- Directed by: Ché Baker, Dallas Bland
- Written by: Ché Baker, Dallas Bland, Sarah Mason
- Produced by: Ché Baker, Tim Maddocks
- Starring: Billy Zane, Bruce Spence, Jack Thompson, Stephen Hunter, Jake Ryan, Bolude Fakuade, Kendra Appleton, Andy Trieu, Barbera Hastings, Bryant Evans, Billie Rutherford, Nathan Lee, Leah Baulch, T.K. Bell
- Release date: 2018;
- Country: Australia
- Language: English

= Blue World Order (film) =

Blue World Order is a 2018 Australian martial arts science fiction film set in a post-apocalyptic world.

==Plot==
In a post-apocalyptic world in which civilization has crumbled, a massive electromagnetic pulse has killed all children on the planet with the exception of Molly, the daughter of Jake Slater.

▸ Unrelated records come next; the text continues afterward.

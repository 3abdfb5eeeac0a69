use async_trait::async_trait;
use lapin::options::BasicPublishOptions;
use lapin::{BasicProperties, Channel};

use crate::application::ports::{JobPublisher, QueueError};
use crate::domain::JobDescriptor;

use super::rabbitmq_connection::declare_durable_queue;

const PERSISTENT_DELIVERY_MODE: u8 = 2;
const DEFAULT_EXCHANGE: &str = "";

pub struct RabbitMqJobPublisher {
    channel: Channel,
    queue_name: String,
}

impl RabbitMqJobPublisher {
    pub async fn new(channel: Channel, queue_name: impl Into<String>) -> Result<Self, QueueError> {
        let queue_name = queue_name.into();
        declare_durable_queue(&channel, &queue_name).await?;
        Ok(Self {
            channel,
            queue_name,
        })
    }
}

#[async_trait]
impl JobPublisher for RabbitMqJobPublisher {
    async fn publish(&self, descriptor: &JobDescriptor) -> Result<(), QueueError> {
        let payload = descriptor
            .to_vec()
            .map_err(|e| QueueError::Serialization(e.to_string()))?;

        let properties = BasicProperties::default()
            .with_delivery_mode(PERSISTENT_DELIVERY_MODE)
            .with_content_type("application/json".into());

        self.channel
            .basic_publish(
                DEFAULT_EXCHANGE,
                &self.queue_name,
                BasicPublishOptions::default(),
                &payload,
                properties,
            )
            .await
            .map_err(|e| QueueError::PublishFailed(e.to_string()))?
            .await
            .map_err(|e| QueueError::PublishFailed(e.to_string()))?;

        tracing::debug!(
            audio_id = %descriptor.audio_id,
            queue = %self.queue_name,
            "Job descriptor published"
        );
        Ok(())
    }
}
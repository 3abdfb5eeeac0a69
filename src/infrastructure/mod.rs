pub mod audio;
pub mod llm;
pub mod observability;
pub mod persistence;
pub mod queue;
pub mod stages;
pub mod storage;
pub mod text_processing;
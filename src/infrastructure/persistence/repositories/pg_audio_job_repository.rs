use async_trait::async_trait;
use chrono::{DateTime, Utc};
use sqlx::postgres::PgRow;
use sqlx::types::Json;
use sqlx::{PgPool, Row};
use tracing::instrument;

use crate::application::ports::{AudioJobRepository, RepositoryError};
use crate::domain::{AudioId, AudioJob, ProcessingStatus, UserPlan};

const UNIQUE_VIOLATION: &str = "23505";

pub struct PgAudioJobRepository {
    pool: PgPool,
}

impl PgAudioJobRepository {
    pub fn new(pool: PgPool) -> Self {
        Self { pool }
    }
}

#[async_trait]
impl AudioJobRepository for PgAudioJobRepository {
    #[instrument(skip(self, job), fields(audio_id = %job.audio_id))]
    async fn create(&self, job: &AudioJob) -> Result<(), RepositoryError> {
        sqlx::query(
            r#"
            INSERT INTO audio_processing (
                audio_token, audio_url, transcript, summarization, key_points,
                processing_status, error_message, main_language, user_plan,
                created_at, updated_at
            )
            VALUES ($1, $2, $3, $4, $5, $6, $7, $8, $9, $10, $11)
            "#,
        )
        .bind(job.audio_id.as_str())
        .bind(&job.audio_url)
        .bind(&job.transcript)
        .bind(&job.summarization)
        .bind(Json(&job.key_points))
        .bind(job.status.as_str())
        .bind(&job.error_message)
        .bind(&job.main_language)
        .bind(job.user_plan.as_str())
        .bind(job.created_at)
        .bind(job.updated_at)
        .execute(&self.pool)
        .await
        .map_err(|e| match &e {
            sqlx::Error::Database(db) if db.code().as_deref() == Some(UNIQUE_VIOLATION) => {
                RepositoryError::ConstraintViolation(format!(
                    "audio token already exists: {}",
                    job.audio_id
                ))
            }
            _ => RepositoryError::QueryFailed(e.to_string()),
        })?;

        Ok(())
    }

    #[instrument(skip(self), fields(audio_id = %audio_id))]
    async fn get_by_token(&self, audio_id: &AudioId) -> Result<Option<AudioJob>, RepositoryError> {
        let row = sqlx::query(
            r#"
            SELECT audio_token, audio_url, transcript, summarization, key_points,
                   processing_status, error_message, main_language, user_plan,
                   created_at, updated_at
            FROM audio_processing
            WHERE audio_token = $1
            "#,
        )
        .bind(audio_id.as_str())
        .fetch_optional(&self.pool)
        .await
        .map_err(|e| RepositoryError::QueryFailed(e.to_string()))?;

        row.map(|r| job_from_row(&r)).transpose()
    }

    #[instrument(skip(self, job), fields(audio_id = %job.audio_id, status = %job.status))]
    async fn save(&self, job: &AudioJob) -> Result<(), RepositoryError> {
        sqlx::query(
            r#"
            INSERT INTO audio_processing (
                audio_token, audio_url, transcript, summarization, key_points,
                processing_status, error_message, main_language, user_plan,
                created_at, updated_at
            )
            VALUES ($1, $2, $3, $4, $5, $6, $7, $8, $9, $10, $11)
            ON CONFLICT (audio_token) DO UPDATE SET
                audio_url = EXCLUDED.audio_url,
                transcript = EXCLUDED.transcript,
                summarization = EXCLUDED.summarization,
                key_points = EXCLUDED.key_points,
                processing_status = EXCLUDED.processing_status,
                error_message = EXCLUDED.error_message,
                main_language = EXCLUDED.main_language,
                user_plan = EXCLUDED.user_plan,
                updated_at = EXCLUDED.updated_at
            "#,
        )
        .bind(job.audio_id.as_str())
        .bind(&job.audio_url)
        .bind(&job.transcript)
        .bind(&job.summarization)
        .bind(Json(&job.key_points))
        .bind(job.status.as_str())
        .bind(&job.error_message)
        .bind(&job.main_language)
        .bind(job.user_plan.as_str())
        .bind(job.created_at)
        .bind(Utc::now())
        .execute(&self.pool)
        .await
        .map_err(|e| RepositoryError::QueryFailed(e.to_string()))?;

        Ok(())
    }
}

fn job_from_row(row: &PgRow) -> Result<AudioJob, RepositoryError> {
    let column_err = |e: sqlx::Error| RepositoryError::QueryFailed(e.to_string());

    let status: String = row.try_get("processing_status").map_err(column_err)?;
    let status = status
        .parse::<ProcessingStatus>()
        .map_err(RepositoryError::QueryFailed)?;
    let user_plan: String = row.try_get("user_plan").map_err(column_err)?;
    let key_points: Json<Vec<String>> = row.try_get("key_points").map_err(column_err)?;
    let audio_token: String = row.try_get("audio_token").map_err(column_err)?;
    let created_at: DateTime<Utc> = row.try_get("created_at").map_err(column_err)?;
    let updated_at: DateTime<Utc> = row.try_get("updated_at").map_err(column_err)?;

    Ok(AudioJob {
        audio_id: AudioId::from_raw(audio_token),
        audio_url: row.try_get("audio_url").map_err(column_err)?,
        transcript: row.try_get("transcript").map_err(column_err)?,
        summarization: row.try_get("summarization").map_err(column_err)?,
        key_points: key_points.0,
        status,
        error_message: row.try_get("error_message").map_err(column_err)?,
        main_language: row.try_get("main_language").map_err(column_err)?,
        user_plan: UserPlan::from_label(&user_plan),
        created_at,
        updated_at,
    })
}
use std::path::Path;

use async_trait::async_trait;

use super::StageError;

#[async_trait]
pub trait SpeechToText: Send + Sync {
    async fn convert(&self, audio_path: &Path) -> Result<String, StageError>;
}
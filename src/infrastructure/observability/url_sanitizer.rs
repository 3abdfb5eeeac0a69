use url::Url;

const MAX_VISIBLE_LENGTH: usize = 120;
const REDACTED: &str = "[REDACTED]";

/// Sanitizes an audio URL for safe logging.
///
/// Pre-signed storage URLs carry credentials in the query string, so it is
/// replaced wholesale. Userinfo and fragments are dropped.
pub fn redact_url(url: &str) -> String {
    let trimmed = url.trim();

    if trimmed.is_empty() {
        return String::from("[EMPTY]");
    }

    let Ok(mut parsed) = Url::parse(trimmed) else {
        return format!("[UNPARSABLE URL, {} chars]", trimmed.chars().count());
    };

    parsed.set_fragment(None);
    if parsed.query().is_some() {
        parsed.set_query(Some(REDACTED));
    }
    if !parsed.username().is_empty() || parsed.password().is_some() {
        // Both fail only for URLs that cannot carry userinfo at all.
        let _ = parsed.set_username("");
        let _ = parsed.set_password(None);
    }

    let redacted = String::from(parsed);
    if redacted.chars().count() > MAX_VISIBLE_LENGTH {
        let visible: String = redacted.chars().take(MAX_VISIBLE_LENGTH).collect();
        format!("{}... ({} chars total)", visible, redacted.chars().count())
    } else {
        redacted
    }
}
mod audio_job_worker;
mod audio_pipeline;
mod job_query_service;
mod staged_audio;
mod strategy_registry;
mod submission_service;

pub use audio_job_worker::{AudioJobWorker, DeliveryOutcome};
pub use audio_pipeline::{AudioPipeline, PipelineError, ProcessOutcome, RedeliveryPolicy};
pub use job_query_service::{JobQueryService, QueryError};
pub use staged_audio::StagedAudio;
pub use strategy_registry::{
    KeyPointStrategy, PipelineStages, SpeechToTextStrategy, StageProviders, StageSelection,
    StrategyRegistry, SummarizationStrategy,
};
pub use submission_service::{SubmissionError, SubmissionService, SubmitAudioRequest};
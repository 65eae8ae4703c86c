use axum::{routing::get, Router};

pub mod activities;
pub mod alerts;
pub mod applications;
pub mod auth;
pub mod dashboard;
pub mod licenses;
pub mod messages;
pub mod pages;
pub mod profile;
pub mod receipts;
pub mod sync;
pub mod system;
pub mod users;

/// Every route, API and page alike. The session gate runs in front of all of them.
pub fn router() -> Router {
    Router::new()
        .route("/health", get(system::health))
        .nest("/api/auth", auth::router())
        .nest("/api/profile", profile::router())
        .nest("/api/users", users::router())
        .nest("/api/licenses", licenses::router())
        .nest("/api/alerts", alerts::router())
        .nest("/api/messages", messages::router())
        .nest("/api/desktop-applications", applications::router())
        .nest("/api/activities", activities::router())
        .nest("/api/sync", sync::router())
        .merge(dashboard::router())
        .merge(receipts::router())
        .merge(pages::router())
}
use std::sync::Arc;

use axum::{
    extract::Extension,
    http::StatusCode,
    response::IntoResponse,
    routing::{get, post},
    Json, Router,
};
use serde_json::json;
use tower_cookies::cookie::SameSite;
use tower_cookies::{Cookie, Cookies};

use amo_auth::Role;

use crate::app::dto::{self, required};
use crate::app::errors::ApiError;
use crate::app::extract::ValidatedJson;
use crate::app::services::{AppServices, NewAccount, SignedIn};
use crate::context::RequestContext;
use crate::middleware::SESSION_COOKIE;

pub fn router() -> Router {
    Router::new()
        .route("/signin", post(sign_in))
        .route("/register", post(register))
        .route("/signout", post(sign_out))
        .route("/session", get(session))
}

/// Store the session token in the HttpOnly cookie the gate reads.
pub(crate) fn set_session_cookie(cookies: &Cookies, services: &AppServices, token: &str) {
    let mut cookie = Cookie::new(SESSION_COOKIE, token.to_string());
    cookie.set_http_only(true);
    cookie.set_secure(services.cookie_secure());
    cookie.set_same_site(SameSite::Lax);
    cookie.set_path("/");
    cookie.set_max_age(time::Duration::seconds(services.sessions().ttl().num_seconds()));
    cookies.add(cookie);
}

/// User JSON plus the new token, cookie already set.
pub(crate) fn signed_in_response(cookies: &Cookies, services: &AppServices, signed: &SignedIn) -> Json<serde_json::Value> {
    set_session_cookie(cookies, services, &signed.token);
    Json(json!({
        "user": dto::user_to_json(&signed.user),
        "token": signed.token,
    }))
}

pub async fn sign_in(
    Extension(services): Extension<Arc<AppServices>>,
    cookies: Cookies,
    ValidatedJson(body): ValidatedJson<dto::SignInRequest>,
) -> Result<impl IntoResponse, ApiError> {
    let (Some(email), Some(password)) = (
        body.email.filter(|e| !e.trim().is_empty()),
        body.password.filter(|p| !p.is_empty()),
    ) else {
        return Err(ApiError::validation("Email and password are required"));
    };

    let signed = services.sign_in(&email, &password).await?;
    Ok(signed_in_response(&cookies, &services, &signed))
}

pub async fn register(
    Extension(services): Extension<Arc<AppServices>>,
    ValidatedJson(body): ValidatedJson<dto::RegisterRequest>,
) -> Result<impl IntoResponse, ApiError> {
    let email = required(body.email, "Email is required")?;
    let password = required(body.password, "Password is required")?;

    let user = services
        .register(NewAccount {
            email,
            password,
            name: body.name,
            phone_number: body.phone_number,
            role: Role::User,
        })
        .await?;

    Ok((
        StatusCode::CREATED,
        Json(json!({
            "message": "User registered successfully",
            "user": dto::user_to_json(&user),
        })),
    ))
}

pub async fn sign_out(cookies: Cookies) -> impl IntoResponse {
    cookies.remove(Cookie::build((SESSION_COOKIE, "")).path("/").into());
    Json(json!({ "success": true }))
}

pub async fn session(Extension(ctx): Extension<RequestContext>) -> impl IntoResponse {
    Json(json!({ "session": ctx.session() }))
}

Slater is also the only man immune to a virus released by the pulse.

==Cast==
- Billy Zane as Master Crane
- Bruce Spence as Whippett
- Jack Thompson as Harris
- Stephen Hunter as MadCap
- Jake Ryan as Jake Slater
- Bolude Fakuade as Marion Connors
- Kendra Appleton as Clare
- Andy Trieu as Tech
- Barbera Hastings as Brooke "Babbling Brooke"
- Bryant Evans as Bearded Scientist
- Billie Rutherford as Molly
- Nathan Lee as Shu Yang
- Leah Baulch as Anesthetic Nurse
- T.K. Bell as Frozen Man In Vest

==Production==
Matthew Reilly was the executive producer, with Ché Baker and Tim Maddocks as producers. It was directed by Ché Baker and Dallas Bland; and was written by Baker, Bland and Sarah Mason.

The film was largely shot around Canberra, Australia.